Task input:
//! Training loop for the image communicator.
//!
//! Drives epochs of train steps (gradient updates) and test steps
//! (evaluation only), reports extrapolated epoch timing, and persists the
//! model whenever the test loss improves on the best seen so far.

use std::path::{Path, PathBuf};
use std::time::Instant;

use burn::module::AutodiffModule;
use burn::nn::loss::{MseLoss, Reduction};
use burn::optim::{AdamConfig, GradientsParams, Optimizer};
use burn::prelude::*;
use burn::record::{FullPrecisionSettings, NamedMpkFileRecorder};
use burn::tensor::backend::AutodiffBackend;
use rand::rngs::StdRng;
use rand::seq::SliceRandom;
use rand::{Rng, SeedableRng};

use dataset::{AugmentConfig, Augmentor, ImageFolder};

use crate::model::bridge::images_to_tensor;
use crate::model::communicator::{Communicator, CommunicatorConfig};
use crate::training::metrics::{EpochSummary, Mean, MetricsHistory};
use crate::training::schedule::CosineDecayRestarts;

/// Sentinel the lowest-loss tracker starts from; any real epoch beats it.
pub const LOWEST_LOSS_SENTINEL: f64 = 100.0;

/// Distinct failure kinds of a training run.
#[derive(Debug, thiserror::Error)]
pub enum TrainError {
    /// A checkpoint could not be read at startup.
    #[error("checkpoint unreadable at {path}: {reason}")]
    Checkpoint { path: PathBuf, reason: String },

    /// A loss came back NaN or infinite; continuing would corrupt the
    /// best-checkpoint selection.
    #[error("non-finite {phase} loss at epoch {epoch}, step {step}")]
    NonFiniteLoss {
        phase: &'static str,
        epoch: usize,
        step: usize,
    },

    /// A dataset has no images to iterate.
    #[error("the {0} dataset is empty")]
    EmptyDataset(&'static str),
}

/// Configuration for a training run.
#[derive(Config, Debug)]
pub struct TrainingConfig {
    /// Total number of epochs.
    #[config(default = 100)]
    pub epochs: usize,
    /// Images per batch.
    #[config(default = 64)]
    pub batch_size: usize,
    /// Peak learning rate of the cosine-restart schedule.
    #[config(default = 1e-3)]
    pub initial_lr: f64,
    /// Steps in the first decay period.
    #[config(default = 5000)]
    pub first_decay_steps: usize,
    /// Period stretch factor per restart.
    #[config(default = 1.0)]
    pub t_mul: f64,
    /// Peak scale factor per restart.
    #[config(default = 1.0)]
    pub m_mul: f64,
    /// Floor of the schedule as a fraction of `initial_lr`.
    #[config(default = 0.1)]
    pub alpha: f64,
    /// Directory checkpoints and the run history are written to.
    #[config(default = "String::from(\"checkpoints\")")]
    pub checkpoint_dir: String,
    /// Optional checkpoint (file stem) to load model weights from at start.
    pub resume_from: Option<String>,
    /// Seed for shuffling, augmentation, and channel noise.
    #[config(default = 42)]
    pub seed: u64,
}

/// Mutable state threaded through the training loop.
///
/// Holding it in one struct (rather than loose globals) keeps
/// checkpoint/resume and testing straightforward.
#[derive(Debug)]
pub struct TrainerState {
    /// 1-based index of the epoch in progress.
    pub epoch: usize,
    /// Optimizer steps taken across all epochs; drives the LR schedule.
    pub global_step: usize,
    /// Lowest epoch test loss seen so far. Starts at
    /// [`LOWEST_LOSS_SENTINEL`] and only ever decreases.
    pub lowest_loss: f64,
    /// Running mean of training loss for the current epoch.
    pub train_loss: Mean,
    /// Running mean of test loss for the current epoch.
    pub test_loss: Mean,
}

impl TrainerState {
    /// Fresh state for a new run.
    pub fn new() -> Self {
        Self {
            epoch: 0,
            global_step: 0,
            lowest_loss: LOWEST_LOSS_SENTINEL,
            train_loss: Mean::new(),
            test_loss: Mean::new(),
        }
    }

    /// Enter an epoch: both accumulators start empty.
    pub fn begin_epoch(&mut self, epoch: usize) {
        self.epoch = epoch;
        self.train_loss.reset();
        self.test_loss.reset();
    }

    /// Apply the best-checkpoint policy to this epoch's test loss.
    ///
    /// Returns true (and lowers the tracker) only on strict improvement.
    pub fn record_improvement(&mut self, test_loss: f64) -> bool {
        if test_loss < self.lowest_loss {
            self.lowest_loss = test_loss;
            true
        } else {
            false
        }
    }
}

impl Default for TrainerState {
    fn default() -> Self {
        Self::new()
    }
}

/// Metadata written next to the best checkpoint.
#[derive(serde::Serialize, serde::Deserialize, Debug)]
pub struct CheckpointMeta {
    pub epoch: usize,
    pub global_step: usize,
    pub test_loss: f64,
}

/// Run the training loop.
///
/// Each epoch: one full pass over `train_data` with augmentation and
/// gradient updates, then one full pass over `test_data` without gradients,
/// then the best-checkpoint decision. Any non-finite loss aborts the run.
///
/// Returns the final model and the per-epoch history (also written to
/// `{checkpoint_dir}/history.json`).
pub fn train<B: AutodiffBackend>(
    config: &TrainingConfig,
    model_config: &CommunicatorConfig,
    augment: &AugmentConfig,
    train_data: &ImageFolder,
    test_data: &ImageFolder,
    device: &B::Device,
) -> anyhow::Result<(Communicator<B>, MetricsHistory)> {
    if train_data.is_empty() {
        return Err(TrainError::EmptyDataset("train").into());
    }
    if test_data.is_empty() {
        return Err(TrainError::EmptyDataset("test").into());
    }

    let checkpoint_dir = Path::new(&config.checkpoint_dir);
    std::fs::create_dir_all(checkpoint_dir)?;

    let recorder = NamedMpkFileRecorder::<FullPrecisionSettings>::new();
    let mut model = model_config.init::<B>(device);
    if let Some(ref resume) = config.resume_from {
        let path = Path::new(resume);
        model = model
            .load_file(path, &recorder, device)
            .map_err(|e| TrainError::Checkpoint {
                path: path.to_path_buf(),
                reason: e.to_string(),
            })?;
        tracing::info!(path = %path.display(), "Restored model weights");
    }

    let mut optimizer = AdamConfig::new().init();
    let schedule = CosineDecayRestarts::new(
        config.initial_lr,
        config.first_decay_steps,
        config.t_mul,
        config.m_mul,
        config.alpha,
    );
    let augmentor = Augmentor::new(augment.clone());
    let mut rng = StdRng::seed_from_u64(config.seed);
    let mut state = TrainerState::new();
    let mut history = MetricsHistory::new();

    tracing::info!(
        channel = %model.channel().kind(),
        snr_db = model.channel().snr_db(),
        epochs = config.epochs,
        batch_size = config.batch_size,
        train_images = train_data.len(),
        test_images = test_data.len(),
        "Starting training: {schedule}"
    );

    let mut train_order: Vec<usize> = (0..train_data.len()).collect();

    for epoch in 1..=config.epochs {
        state.begin_epoch(epoch);
        let epoch_start = Instant::now();

        // Training pass.
        train_order.shuffle(&mut rng);
        let num_batches = train_order.len().div_ceil(config.batch_size);
        let report_idx = (num_batches / 100).max(1);
        let phase_start = Instant::now();

        for (i, chunk) in train_order.chunks(config.batch_size).enumerate() {
            let lr = schedule.lr_at(state.global_step);

            let batch: Vec<_> = chunk
                .iter()
                .map(|&idx| augmentor.apply(train_data.get(idx), true, &mut rng))
                .collect();
            let images = images_to_tensor::<B>(&batch, device);

            let reconstruction = model.forward(images.clone(), &mut rng);
            let loss = MseLoss::new().forward(reconstruction, images, Reduction::Mean);
            let loss_val: f64 = loss.clone().into_scalar().elem();
            if !loss_val.is_finite() {
                return Err(TrainError::NonFiniteLoss {
                    phase: "train",
                    epoch,
                    step: state.global_step,
                }
                .into());
            }

            let grads = GradientsParams::from_grads(loss.backward(), &model);
            model = optimizer.step(lr.into(), model, grads);

            state.train_loss.update(loss_val);
            state.global_step += 1;

            if i + 1 == report_idx {
                let elapsed = phase_start.elapsed().as_secs_f64();
                tracing::info!(
                    "Estimated train epoch time: {:.2} minutes",
                    num_batches as f64 * elapsed / report_idx as f64 / 60.0
                );
            }
        }
        let train_wall = epoch_start.elapsed();

        // Test pass, no gradients.
        evaluate(
            &model.valid(),
            test_data,
            &augmentor,
            config.batch_size,
            epoch,
            &mut state.test_loss,
            &mut rng,
            device,
        )?;

        // Best-checkpoint decision.
        let test_result = state.test_loss.result();
        if state.record_improvement(test_result) {
            let path = checkpoint_dir.join(format!("epoch_{epoch}"));
            model
                .clone()
                .save_file(&path, &recorder)
                .map_err(|e| anyhow::anyhow!("Failed to save checkpoint at epoch {epoch}: {e}"))?;
            serde_json::to_writer_pretty(
                std::fs::File::create(checkpoint_dir.join("best.json"))?,
                &CheckpointMeta {
                    epoch,
                    global_step: state.global_step,
                    test_loss: test_result,
                },
            )?;
            tracing::info!(
                epoch,
                test_loss = format!("{test_result:.6}"),
                path = %path.display(),
                "New best checkpoint"
            );
        }

        let lr_now = schedule.lr_at(state.global_step);
        tracing::info!(
            "Epoch {epoch}, Loss: {:.6}, Test Loss: {:.6}, Training time: {:.2}m, Learning rate: {:.2e}",
            state.train_loss.result(),
            test_result,
            train_wall.as_secs_f64() / 60.0,
            lr_now
        );

        history.push(EpochSummary {
            epoch,
            train_loss: state.train_loss.result(),
            test_loss: test_result,
            lr: lr_now,
            wall_secs: epoch_start.elapsed().as_secs_f64(),
        });
    }

    history.save_json(&checkpoint_dir.join("history.json"))?;
    tracing::info!(
        epochs = config.epochs,
        lowest_loss = format!("{:.6}", state.lowest_loss),
        "Training complete"
    );

    Ok((model, history))
}

/// Evaluate the model over a dataset, updating `test_loss` one batch at a
/// time.
///
/// Inputs are normalized but never augmented; batches are visited in the
/// dataset's stable order. Used for the per-epoch test pass and by the eval
/// pipeline (with `epoch` 0).
#[allow(clippy::too_many_arguments)]
pub fn evaluate<B: Backend, R: Rng>(
    model: &Communicator<B>,
    data: &ImageFolder,
    augmentor: &Augmentor,
    batch_size: usize,
    epoch: usize,
    test_loss: &mut Mean,
    rng: &mut R,
    device: &B::Device,
) -> Result<(), TrainError> {
    if data.is_empty() {
        return Err(TrainError::EmptyDataset("test"));
    }

    let num_batches = data.len().div_ceil(batch_size);
    let report_idx = (num_batches / 100).max(1);
    let phase_start = Instant::now();
    let indices: Vec<usize> = (0..data.len()).collect();

    for (i, chunk) in indices.chunks(batch_size).enumerate() {
        let batch: Vec<_> = chunk
            .iter()
            .map(|&idx| augmentor.apply(data.get(idx), false, rng))
            .collect();
        let images = images_to_tensor::<B>(&batch, device);

        let reconstruction = model.forward(images.clone(), rng);
        let loss = MseLoss::new().forward(reconstruction, images, Reduction::Mean);
        let loss_val: f64 = loss.into_scalar().elem();
        if !loss_val.is_finite() {
            return Err(TrainError::NonFiniteLoss {
                phase: "test",
                epoch,
                step: i,
            });
        }
        test_loss.update(loss_val);

        if i + 1 == report_idx {
            let elapsed = phase_start.elapsed().as_secs_f64();
            tracing::info!(
                "Estimated test epoch time: {:.2} minutes",
                num_batches as f64 * elapsed / report_idx as f64 / 60.0
            );
        }
    }

    Ok(())
}

/// Load a communicator from a checkpoint file.
///
/// Creates a fresh model from config, then loads saved weights on top.
pub fn load_from_checkpoint<B: Backend>(
    path: &Path,
    config: &CommunicatorConfig,
    device: &B::Device,
) -> anyhow::Result<Communicator<B>> {
    let recorder = NamedMpkFileRecorder::<FullPrecisionSettings>::new();
    let model = config
        .init::<B>(device)
        .load_file(path, &recorder, device)
        .map_err(|e| TrainError::Checkpoint {
            path: path.to_path_buf(),
            reason: e.to_string(),
        })?;
    Ok(model)
}

#[cfg(test)]
mod tests {
    use super::*;

    #[test]
    fn test_checkpoint_policy_improving_only() {
        let mut state = TrainerState::new();
        assert_eq!(state.lowest_loss, LOWEST_LOSS_SENTINEL);

        let decisions: Vec<bool> = [0.5, 0.3, 0.4, 0.2]
            .into_iter()
            .map(|loss| state.record_improvement(loss))
            .collect();
        assert_eq!(decisions, vec![true, true, false, true]);
        assert_eq!(state.lowest_loss, 0.2);
    }

    #[test]
    fn test_equal_loss_is_not_an_improvement() {
        let mut state = TrainerState::new();
        assert!(state.record_improvement(0.3));
        assert!(!state.record_improvement(0.3));
        assert_eq!(state.lowest_loss, 0.3);
    }

    #[test]
    fn test_begin_epoch_resets_both_accumulators() {
        let mut state = TrainerState::new();
        state.train_loss.update(1.0);
        state.test_loss.update(2.0);
        state.lowest_loss = 0.5;

        state.begin_epoch(3);
        assert_eq!(state.epoch, 3);
        assert_eq!(state.train_loss.count(), 0);
        assert_eq!(state.test_loss.count(), 0);
        // The lowest-loss tracker survives epoch boundaries.
        assert_eq!(state.lowest_loss, 0.5);
    }

    #[test]
    fn test_config_defaults() {
        let config = TrainingConfig::new();
        assert_eq!(config.epochs, 100);
        assert_eq!(config.batch_size, 64);
        assert_eq!(config.initial_lr, 1e-3);
        assert_eq!(config.first_decay_steps, 5000);
        assert_eq!(config.alpha, 0.1);
        assert!(config.resume_from.is_none());
    }
}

Task instructions: Copy out exactly the lines from the line with "assert_eq!(state.train_loss.count(), 0);" to the end of the listing, including both of those lines, and give nothing else.

Task answer:
        assert_eq!(state.train_loss.count(), 0);
        assert_eq!(state.test_loss.count(), 0);
        // The lowest-loss tracker survives epoch boundaries.
        assert_eq!(state.lowest_loss, 0.5);
    }

    #[test]
    fn test_config_defaults() {
        let config = TrainingConfig::new();
        assert_eq!(config.epochs, 100);
        assert_eq!(config.batch_size, 64);
        assert_eq!(config.initial_lr, 1e-3);
        assert_eq!(config.first_decay_steps, 5000);
        assert_eq!(config.alpha, 0.1);
        assert!(config.resume_from.is_none());
    }
}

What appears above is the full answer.